Duke’s mayonnaise history: the surprising story of Eugenia Duke

While the taste of Duke’s mayonnaise has become well-known, many people probably don’t know Duke’s Mayonnaise history and the story of Eugenia Duke…


Today I want to tell you guys a story about someone I admire. It’s also a story about mayonnaise. The best mayonnaise on the planet, in fact.

A few years ago, Jarrett and I became obsessed with Duke’s Mayonnaise. And because we (apparently?) have nothing better to do, we decided we wanted to test our marriage by co-writing an article about Duke’s for NPR’s The Salt. (Because the wedding cookbook wasn’t lunatic enough.)

As we dove into learning more about Duke’s, we immediately realized something exciting: Eugenia Duke was a total badass.

duke's mayonnaise history

Photo credit: The C.F. Sauer Company.

She started a sandwich business from her kitchen in 1917, before she even had the right to vote. By 1923, she was a manufacturing tycoon and had opened one of the first factories in Greenville, SC. She wore big hats and a string of pearls no matter what the occasion, and personally, I would kill for that kind of swag.

But here’s the big lesson I learned from Eugenia Duke’s life:

If you love something enough, nothing can stop you. The work will become its own daily reward.

So remember that next time you’re sitting down to write or brainstorm or do that hard project. Make it for you, and make it the best you can.

(And if it’s mayo you’re making, send to P.O. Box My Stomach, Alexandria, VA.)

Worth The Whisk: How The Woman Behind Duke’s Mayo Became A Tycoon

This article originally appeared on NPR’s The Salt.

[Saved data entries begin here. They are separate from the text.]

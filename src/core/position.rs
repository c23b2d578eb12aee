use arrayvec::ArrayVec;

use super::board::{neighbors_diff, Field, FIELD_COUNT};
use super::gods::{God, StatusFx, GOD_COUNT};
use super::side::{Side, SideArray};

/// Per-god state. A god is dead when `hp == 0`, in play when it has a
/// field, and otherwise summonable or reserved depending on its side's
/// summonable set.
#[derive(Debug, Clone, Copy, PartialEq, Eq, Hash, Default)]
pub struct GodState {
    pub hp: u8,
    pub field: Option<Field>,
    pub fx: StatusFx,
}

#[derive(Debug, Clone, Copy, PartialEq, Eq, Hash)]
pub struct Occupant {
    pub side: Side,
    pub god: God,
}

#[derive(Debug, Clone, PartialEq, Eq, Hash)]
pub struct Position {
    gods: SideArray<[GodState; GOD_COUNT]>,
    fields: [Option<Occupant>; FIELD_COUNT],
    summonable: SideArray<u16>,
    side_to_move: Side,
}

impl Default for Position {
    fn default() -> Self {
        Self::initial()
    }
}

impl Position {
    /// Start position: every god of both sides is summonable, Light to move.
    pub fn initial() -> Self {
        Self::with_gods(&God::all().collect::<Vec<_>>(), &God::all().collect::<Vec<_>>())
    }

    /// Start position with only the listed gods; the others count as dead.
    pub fn with_gods(light: &[God], dark: &[God]) -> Self {
        let mut position = Position {
            gods: SideArray::new([GodState::default(); GOD_COUNT], [GodState::default(); GOD_COUNT]),
            fields: [None; FIELD_COUNT],
            summonable: SideArray::new(0, 0),
            side_to_move: Side::Light,
        };
        for (side, gods) in [(Side::Light, light), (Side::Dark, dark)] {
            for &god in gods {
                position.gods[side][god as usize].hp = god.info().hit;
                position.summonable[side] |= god.bit();
            }
        }
        position
    }

    pub fn side_to_move(&self) -> Side {
        self.side_to_move
    }

    pub fn set_side_to_move(&mut self, side: Side) {
        self.side_to_move = side;
    }

    pub fn god_state(&self, side: Side, god: God) -> &GodState {
        &self.gods[side][god as usize]
    }

    pub fn hp(&self, side: Side, god: God) -> u8 {
        self.god_state(side, god).hp
    }

    pub fn field_of(&self, side: Side, god: God) -> Option<Field> {
        self.god_state(side, god).field
    }

    pub fn fx(&self, side: Side, god: God) -> StatusFx {
        self.god_state(side, god).fx
    }

    pub fn has_fx(&self, side: Side, god: God, fx: StatusFx) -> bool {
        self.fx(side, god).contains(fx)
    }

    pub fn occupant(&self, field: Field) -> Option<Occupant> {
        self.fields[field.index()]
    }

    pub fn is_occupied(&self, field: Field) -> bool {
        self.fields[field.index()].is_some()
    }

    pub fn side_at(&self, field: Field) -> Option<Side> {
        self.occupant(field).map(|o| o.side)
    }

    pub fn is_dead(&self, side: Side, god: God) -> bool {
        self.hp(side, god) == 0
    }

    pub fn is_deployed(&self, side: Side, god: God) -> bool {
        self.field_of(side, god).is_some()
    }

    pub fn is_summonable(&self, side: Side, god: God) -> bool {
        !self.is_dead(side, god)
            && !self.is_deployed(side, god)
            && self.summonable[side] & god.bit() != 0
    }

    pub fn is_reserved(&self, side: Side, god: God) -> bool {
        !self.is_dead(side, god)
            && !self.is_deployed(side, god)
            && self.summonable[side] & god.bit() == 0
    }

    /// Bitmask of summonable gods of `side`, indexed by god id.
    pub fn summonable_set(&self, side: Side) -> u16 {
        let mut set = 0;
        for god in God::all() {
            if self.is_summonable(side, god) {
                set |= god.bit();
            }
        }
        set
    }

    /// Moves a reserved god into the summonable set.
    pub fn make_summonable(&mut self, side: Side, god: God) {
        debug_assert!(self.is_reserved(side, god));
        self.summonable[side] |= god.bit();
    }

    /// Moves a summonable god back into reserve.
    pub fn make_reserved(&mut self, side: Side, god: God) {
        debug_assert!(self.is_summonable(side, god));
        self.summonable[side] &= !god.bit();
    }

    /// Gods of `side` currently on the board, in field order.
    pub fn deployed(&self, side: Side) -> impl Iterator<Item = (Field, God)> + '_ {
        Field::all().filter_map(move |field| match self.occupant(field) {
            Some(o) if o.side == side => Some((field, o.god)),
            _ => None,
        })
    }

    /// The side that reached the opponent's gate, if any.
    pub fn winner(&self) -> Option<Side> {
        if self.side_at(Field::gate(Side::Dark)) == Some(Side::Light) {
            return Some(Side::Light);
        }
        if self.side_at(Field::gate(Side::Light)) == Some(Side::Dark) {
            return Some(Side::Dark);
        }
        None
    }

    pub fn is_over(&self) -> bool {
        self.winner().is_some()
    }

    fn is_wiped_out(&self, side: Side) -> bool {
        God::all().all(|god| self.is_dead(side, god))
    }

    /// True once a side has no living gods left, even if no gate is taken yet.
    pub fn is_almost_over(&self) -> bool {
        self.is_over() || Side::all().iter().any(|&side| self.is_wiped_out(side))
    }

    /// Winner of a game that is over or almost over.
    pub fn almost_winner(&self) -> Option<Side> {
        if let Some(side) = self.winner() {
            return Some(side);
        }
        match (self.is_wiped_out(Side::Light), self.is_wiped_out(Side::Dark)) {
            (true, false) => Some(Side::Dark),
            (false, true) => Some(Side::Light),
            _ => None,
        }
    }

    /// Puts a god that is not on the board onto an empty field.
    pub fn place(&mut self, side: Side, god: God, field: Field) {
        debug_assert!(!self.is_occupied(field), "{} is occupied", field);
        debug_assert!(!self.is_deployed(side, god), "{} already deployed", god.name());
        debug_assert!(!self.is_dead(side, god), "{} is dead", god.name());
        self.fields[field.index()] = Some(Occupant { side, god });
        self.summonable[side] &= !god.bit();
        let state = &mut self.gods[side][god as usize];
        state.field = Some(field);
        self.update_auras(side, god, None, Some(field));
    }

    /// Places a summonable god on its side's gate.
    pub fn summon(&mut self, side: Side, god: God) {
        debug_assert!(self.is_summonable(side, god));
        self.place(side, god, Field::gate(side));
    }

    /// Takes a god off the board without killing it.
    pub fn remove(&mut self, side: Side, god: God) {
        let src = self.field_of(side, god);
        debug_assert!(src.is_some(), "{} is not on the board", god.name());
        let Some(src) = src else { return };
        self.fields[src.index()] = None;
        self.gods[side][god as usize].field = None;
        self.update_auras(side, god, Some(src), None);
    }

    /// Relocates a god on the board to an empty field.
    pub fn move_god(&mut self, side: Side, god: God, dst: Field) {
        let src = self.field_of(side, god);
        debug_assert!(src.is_some(), "{} is not on the board", god.name());
        debug_assert!(!self.is_occupied(dst), "{} is occupied", dst);
        let Some(src) = src else { return };
        self.fields[dst.index()] = self.fields[src.index()].take();
        self.gods[side][god as usize].field = Some(dst);
        self.update_auras(side, god, Some(src), Some(dst));
    }

    /// Exchanges the fields of two gods of the same side.
    pub fn swap(&mut self, side: Side, a: God, b: God) {
        let (Some(fa), Some(fb)) = (self.field_of(side, a), self.field_of(side, b)) else {
            debug_assert!(false, "swap of gods not on the board");
            return;
        };
        self.remove(side, a);
        self.move_god(side, b, fa);
        self.place(side, a, fb);
    }

    /// Reduces the hit points of the god on `field`, killing it at zero.
    /// Returns the remaining hit points.
    pub fn deal_damage(&mut self, field: Field, damage: u8) -> u8 {
        let occupant = self.occupant(field);
        debug_assert!(occupant.is_some(), "no god on {}", field);
        let Some(Occupant { side, god }) = occupant else { return 0 };
        let hp = self.gods[side][god as usize].hp;
        if hp > damage {
            self.gods[side][god as usize].hp = hp - damage;
            hp - damage
        } else {
            self.kill(side, god);
            0
        }
    }

    fn kill(&mut self, side: Side, god: God) {
        self.remove(side, god);
        self.gods[side][god as usize] = GodState::default();
        if god == God::Hades {
            for state in self.gods[!side].iter_mut() {
                state.fx.remove(StatusFx::CHAINED);
            }
        }
    }

    pub fn chain(&mut self, side: Side, god: God) {
        debug_assert!(self.is_deployed(side, god));
        self.gods[side][god as usize].fx.insert(StatusFx::CHAINED);
    }

    pub fn unchain(&mut self, side: Side, god: God) {
        self.gods[side][god as usize].fx.remove(StatusFx::CHAINED);
    }

    /// Revives an off-board god with the given hit points, as reserved.
    pub(super) fn restore(&mut self, side: Side, god: God, hp: u8) {
        debug_assert!(!self.is_deployed(side, god));
        self.gods[side][god as usize] = GodState { hp, field: None, fx: StatusFx::NONE };
        self.summonable[side] &= !god.bit();
    }

    pub fn end_turn(&mut self) {
        self.side_to_move = !self.side_to_move;
    }

    /// Keeps adjacency-derived effects in sync after `god` went from `src`
    /// to `dst` (either may be off the board).
    fn update_auras(&mut self, side: Side, god: God, src: Option<Field>, dst: Option<Field>) {
        let aura = god.info().aura;
        if !aura.is_empty() {
            let mut old: ArrayVec<Field, 8> = ArrayVec::new();
            let mut new: ArrayVec<Field, 8> = ArrayVec::new();
            match (src, dst) {
                (Some(src), Some(dst)) => {
                    neighbors_diff(src, dst, |f| old.push(f), |f| new.push(f))
                }
                (Some(src), None) => old.extend(src.neighbors().iter().copied()),
                (None, Some(dst)) => new.extend(dst.neighbors().iter().copied()),
                (None, None) => {}
            }
            for field in old {
                self.clear_aura_at(field, side, aura);
            }
            for field in new {
                self.grant_aura_at(field, side, aura);
            }
        }

        let state = &mut self.gods[side][god as usize];
        let chained = state.fx & StatusFx::CHAINED;
        state.fx = chained;
        if let Some(dst) = dst {
            let mut received = chained;
            for &nb in dst.neighbors() {
                if let Some(o) = self.fields[nb.index()] {
                    if o.side == side {
                        received |= o.god.info().aura;
                    }
                }
            }
            self.gods[side][god as usize].fx = received;
        }
    }

    fn grant_aura_at(&mut self, field: Field, side: Side, aura: StatusFx) {
        if let Some(o) = self.fields[field.index()] {
            if o.side == side {
                self.gods[side][o.god as usize].fx.insert(aura);
            }
        }
    }

    fn clear_aura_at(&mut self, field: Field, side: Side, aura: StatusFx) {
        if let Some(o) = self.fields[field.index()] {
            if o.side == side {
                self.gods[side][o.god as usize].fx.remove(aura);
            }
        }
    }
}
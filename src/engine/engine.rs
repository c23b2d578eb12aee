use anyhow::{bail, ensure, Context, Result};
use rand::rngs::StdRng;
use tracing::debug;

use crate::core::{execute_turn, generate_turns, Position, PositionDiff, Side, Turn};
use crate::utils::make_rng;

use super::options::EngineOptions;
use super::playout::{perft, playout, random_turn, Playout};

/// Engine manages a game session: the current position, the turns that led
/// to it, and the random source used for random turns and playouts.
pub struct Engine {
    pub position: Position,
    pub options: EngineOptions,
    history: Vec<(Position, Turn)>,
    rng: StdRng,
}

impl Engine {
    /// Create a new engine at the initial position with default options
    pub fn new() -> Self {
        Self::with_options(EngineOptions::default())
    }

    pub fn with_options(options: EngineOptions) -> Self {
        let rng = make_rng(options.seed.value());
        Self {
            position: Position::initial(),
            options,
            history: Vec::new(),
            rng,
        }
    }

    /// Replace the current position and forget the history
    pub fn set_position(&mut self, position: Position) {
        debug!(code = %position.encode(), "set position");
        self.position = position;
        self.history.clear();
    }

    pub fn reset(&mut self) {
        self.set_position(Position::initial());
    }

    /// Set an engine option. Changing the seed restarts the random source.
    pub fn set_option(&mut self, name: &str, value: &str) -> Result<()> {
        self.options.set_option(name, value)?;
        if name == "seed" {
            self.rng = make_rng(self.options.seed.value());
        }
        Ok(())
    }

    pub fn turns(&self) -> Vec<Turn> {
        generate_turns(&self.position)
    }

    pub fn history(&self) -> impl Iterator<Item = &Turn> {
        self.history.iter().map(|(_, turn)| turn)
    }

    /// Play a turn for the side to move and return the winner, if any.
    /// With `verify` on, the turn must be one of the generated turns; the
    /// position is left untouched when it is not.
    pub fn play(&mut self, turn: &Turn) -> Result<Option<Side>> {
        ensure!(!self.position.is_over(), "Game is already over");
        if self.options.verify && !self.turns().contains(turn) {
            bail!("Illegal turn for {}: {}", self.position.side_to_move().name(), turn);
        }
        debug!(side = self.position.side_to_move().name(), turn = %turn, "play");
        let before = self.position.clone();
        execute_turn(&mut self.position, turn);
        self.history.push((before, turn.clone()));
        Ok(self.position.winner())
    }

    /// Parse and play a turn in text notation
    pub fn play_str(&mut self, s: &str) -> Result<Option<Side>> {
        let turn: Turn = s.parse().with_context(|| format!("Invalid turn: {}", s))?;
        self.play(&turn)
    }

    /// Take back the last turn played
    pub fn undo(&mut self) -> Result<Turn> {
        let (position, turn) = self.history.pop().context("Nothing to undo")?;
        debug!(turn = %turn, "undo");
        self.position = position;
        Ok(turn)
    }

    /// Play a uniformly random legal turn
    pub fn play_random(&mut self) -> Result<(Turn, Option<Side>)> {
        let turn = random_turn(&self.position, &mut self.rng).context("Game is already over")?;
        let winner = self.play(&turn)?;
        Ok((turn, winner))
    }

    /// Random playout from the current position, which is left unchanged
    pub fn playout(&mut self) -> Playout {
        let mut position = self.position.clone();
        let result = playout(&mut position, &mut self.rng, self.options.playout_limit);
        debug!(turns = result.turns, winner = ?result.winner, "playout");
        result
    }

    pub fn perft(&self, depth: usize) -> u64 {
        perft(&self.position, depth)
    }

    /// Changes made by the last turn played
    pub fn last_diff(&self) -> Option<PositionDiff<'_>> {
        self.history.last().map(|(before, _)| PositionDiff { before, after: &self.position })
    }

    pub fn display(&self) -> String {
        self.position.to_string()
    }

    pub fn get_code(&self) -> String {
        self.position.encode()
    }
}

impl Default for Engine {
    fn default() -> Self {
        Self::new()
    }
}

#[cfg(test)]
mod tests {
    use super::*;
    use crate::core::God;

    fn seeded() -> Engine {
        let mut engine = Engine::new();
        engine.set_option("seed", "11").unwrap();
        engine
    }

    #[test]
    fn test_play_and_undo() {
        let mut engine = Engine::new();
        assert_eq!(engine.play_str("N@e1,N>e2").unwrap(), None);
        assert_eq!(engine.position.side_to_move(), Side::Dark);
        assert_eq!(engine.history().count(), 1);
        assert_eq!(engine.last_diff().unwrap().lines().len(), 1);

        let turn = engine.undo().unwrap();
        assert_eq!(turn.to_string(), "N@e1,N>e2");
        assert_eq!(engine.position, Position::initial());
        assert!(engine.undo().is_err());
    }

    #[test]
    fn test_illegal_turn_is_rejected() {
        let mut engine = Engine::new();
        assert!(engine.play_str("N>e2").is_err());
        assert!(engine.play_str("N@e1,N>e3").is_err());
        assert!(engine.play_str("garbage").is_err());
        assert_eq!(engine.position, Position::initial());
        assert_eq!(engine.history().count(), 0);
    }

    #[test]
    fn test_play_reports_winner() {
        let mut position = Position::with_gods(&[God::Zeus], &[God::Hera]);
        position.place(Side::Light, God::Zeus, "e8".parse().unwrap());
        position.place(Side::Dark, God::Hera, "a5".parse().unwrap());
        let mut engine = Engine::new();
        engine.set_position(position);
        assert_eq!(engine.play_str("Z>e9").unwrap(), Some(Side::Light));
        assert!(engine.play_str("x").is_err());
    }

    #[test]
    fn test_random_play_is_seeded() {
        let mut a = seeded();
        let mut b = seeded();
        for _ in 0..4 {
            let (turn_a, _) = a.play_random().unwrap();
            let (turn_b, _) = b.play_random().unwrap();
            assert_eq!(turn_a, turn_b);
        }
        assert_eq!(a.position, b.position);
    }

    #[test]
    fn test_playout_keeps_position() {
        let mut engine = seeded();
        engine.set_option("playoutlimit", "30").unwrap();
        let result = engine.playout();
        assert!(result.turns <= 30);
        assert_eq!(engine.position, Position::initial());
    }
}
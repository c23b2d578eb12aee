//! Mytikas - rules engine for the Mytikas board game

pub mod core;
pub mod engine;
pub mod utils;

// Re-export commonly used items
pub use crate::core::{execute_turn, generate_turns, Position, Turn};
pub use engine::Engine;
use anyhow::{anyhow, Result};
use num_derive::{FromPrimitive, ToPrimitive};
use num_traits::FromPrimitive;
use super::convert::{FromIndex, ToIndex};
use std::ops::{Index, IndexMut, Not};

/// Side/player in the game. Light moves first.
#[derive(Debug, Clone, Copy, PartialEq, Eq, Hash, PartialOrd, Ord, FromPrimitive, ToPrimitive)]
pub enum Side {
    Light,
    Dark,
}

impl Side {
    pub fn all() -> [Side; 2] {
        [Side::Light, Side::Dark]
    }

    /// Row direction this side attacks towards.
    pub fn forward(&self) -> i32 {
        match self {
            Side::Light => 1,
            Side::Dark => -1,
        }
    }

    pub fn opponent(self) -> Self {
        !self
    }

    pub fn name(&self) -> &'static str {
        match self {
            Side::Light => "Light",
            Side::Dark => "Dark",
        }
    }
}

impl FromIndex for Side {
    fn from_index(idx: usize) -> Result<Self> {
        FromPrimitive::from_usize(idx)
            .ok_or_else(|| anyhow!("Invalid side index: {}", idx))
    }
}

impl ToIndex for Side {
    fn to_index(&self) -> usize {
        *self as usize
    }
}

impl Not for Side {
    type Output = Self;

    fn not(self) -> Self::Output {
        match self {
            Side::Light => Side::Dark,
            Side::Dark => Side::Light,
        }
    }
}

/// Array indexed by game side
#[derive(Debug, Clone, Copy, PartialEq, Eq, Hash, Default)]
pub struct SideArray<T> {
    pub values: [T; 2],
}

impl<T> SideArray<T> {
    pub const fn new(light: T, dark: T) -> Self {
        Self {
            values: [light, dark],
        }
    }

    pub fn iter(&self) -> impl Iterator<Item = &T> {
        self.values.iter()
    }

    pub fn iter_mut(&mut self) -> impl Iterator<Item = &mut T> {
        self.values.iter_mut()
    }
}

impl<T> Index<Side> for SideArray<T> {
    type Output = T;

    fn index(&self, index: Side) -> &Self::Output {
        &self.values[index.to_index()]
    }
}

impl<T> IndexMut<Side> for SideArray<T> {
    fn index_mut(&mut self, index: Side) -> &mut Self::Output {
        &mut self.values[index.to_index()]
    }
}

#[cfg(test)]
mod tests {
    use super::*;

    #[test]
    fn test_side_from_index() {
        assert_eq!(Side::from_index(0).unwrap(), Side::Light);
        assert_eq!(Side::from_index(1).unwrap(), Side::Dark);
        assert!(Side::from_index(2).is_err());
    }

    #[test]
    fn test_side_to_index() {
        assert_eq!(Side::Light.to_index(), 0);
        assert_eq!(Side::Dark.to_index(), 1);
    }

    #[test]
    fn test_opponent() {
        assert_eq!(Side::Light.opponent(), Side::Dark);
        assert_eq!(!Side::Dark, Side::Light);
        assert_eq!(Side::Light.forward(), -Side::Dark.forward());
    }

    #[test]
    fn test_side_array() {
        let mut array = SideArray::new(5, 10);

        assert_eq!(array[Side::Light], 5);
        assert_eq!(array[Side::Dark], 10);

        array[Side::Light] = 15;
        assert_eq!(array[Side::Light], 15);

        let values: Vec<_> = array.iter().copied().collect();
        assert_eq!(values, vec![15, 10]);

        for v in array.iter_mut() {
            *v *= 2;
        }
        assert_eq!(array[Side::Light], 30);
        assert_eq!(array[Side::Dark], 20);
    }
}
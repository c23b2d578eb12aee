//! Core game representations and rules

pub mod action;
pub mod board;
pub mod convert;
pub mod display;
pub mod encoding;
pub mod error;
pub mod execute;
pub mod gods;
pub mod movegen;
pub mod position;
pub mod side;

pub use action::{Action, ActionKind, Turn, MAX_ACTIONS};
pub use board::{Field, FIELD_COUNT};
pub use convert::{FromIndex, ToIndex};
pub use display::PositionDiff;
pub use error::DecodeError;
pub use execute::{execute_action, execute_actions, execute_turn};
pub use gods::{God, GodInfo, StatusFx, PANTHEON};
pub use movegen::generate_turns;
pub use position::{GodState, Occupant, Position};
pub use side::{Side, SideArray};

Peek into the walk-in refrigerators of the most lauded restaurants in the country, and you will likely find just one store-bought ingredient: Duke’s Mayonnaise. But what most people don’t know is that the company was founded by a Southern woman at a time when many women like her didn’t run businesses.

“We make everything from scratch at Rhubarb,” says John Fleer, a five-time finalist for a James Beard Award and the chef and owner of the farm-to-table restaurant Rhubarb in Asheville, N.C. “Duke’s is one of the few packaged items we use, but we use the heck out of it,” he says. And he’s pretty serious about his affection for the condiment. “I don’t associate with chefs that don’t use it. Or else, I enlighten them,” he adds with a smile.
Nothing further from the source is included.